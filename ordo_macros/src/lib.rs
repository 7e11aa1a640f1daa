//! Derive macros for ordo.
//!
//! `#[derive(FlowType)]` writes the `ordo::core::FlowType` impl that every
//! flow needs: a stable type id, the business key and the activities the
//! flow calls. `#[invokable(output = T)]` on the same struct also makes it
//! callable as a child flow.

use proc_macro::TokenStream;

mod flow_type;
mod parsing;

/// Derives `ordo::core::FlowType` for a struct with named fields.
///
/// Exactly one field carries `#[business_key]`. A nested value is reached
/// with a dotted path: `#[business_key(id)]` on an `order` field keys the
/// instance by `self.order.id`. The key is rendered with `ToString`.
///
/// Container attributes:
/// - `#[flow_type(id = "...")]`: type id persisted in the queue, defaults to
///   the struct name
/// - `#[flow_type(activities(A, B))]`: activity types the flow calls, checked
///   at registration through their `NAME`
/// - `#[invokable(output = T)]`: also implements `InvokableFlow` with
///   `Output = T`
///
/// ```ignore
/// #[derive(Clone, Serialize, Deserialize, FlowType)]
/// #[flow_type(activities(Deliver))]
/// #[invokable(output = String)]
/// pub struct DeliverOrder {
///     #[business_key]
///     pub order_id: String,
/// }
/// ```
#[proc_macro_derive(FlowType, attributes(flow_type, business_key, invokable))]
pub fn derive_flow_type(input: TokenStream) -> TokenStream {
    flow_type::derive_flow_type_impl(input)
}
--*--
PROBLEM REQUIREMENTS: Print every record above. Keep each one exactly as it is.

WRITTEN ANSWER:
filename ordo_macros/src/lib.rs
repository 7e11aa1a640f1daa
//! Derive macros for ordo.
//!
//! `#[derive(FlowType)]` writes the `ordo::core::FlowType` impl that every
//! flow needs: a stable type id, the business key and the activities the
//! flow calls. `#[invokable(output = T)]` on the same struct also makes it
//! callable as a child flow.

use proc_macro::TokenStream;

mod flow_type;
mod parsing;

/// Derives `ordo::core::FlowType` for a struct with named fields.
///
/// Exactly one field carries `#[business_key]`. A nested value is reached
/// with a dotted path: `#[business_key(id)]` on an `order` field keys the
/// instance by `self.order.id`. The key is rendered with `ToString`.
///
/// Container attributes:
/// - `#[flow_type(id = "...")]`: type id persisted in the queue, defaults to
///   the struct name
/// - `#[flow_type(activities(A, B))]`: activity types the flow calls, checked
///   at registration through their `NAME`
/// - `#[invokable(output = T)]`: also implements `InvokableFlow` with
///   `Output = T`
///
/// ```ignore
/// #[derive(Clone, Serialize, Deserialize, FlowType)]
/// #[flow_type(activities(Deliver))]
/// #[invokable(output = String)]
/// pub struct DeliverOrder {
///     #[business_key]
///     pub order_id: String,
/// }
/// ```
#[proc_macro_derive(FlowType, attributes(flow_type, business_key, invokable))]
pub fn derive_flow_type(input: TokenStream) -> TokenStream {
    flow_type::derive_flow_type_impl(input)
}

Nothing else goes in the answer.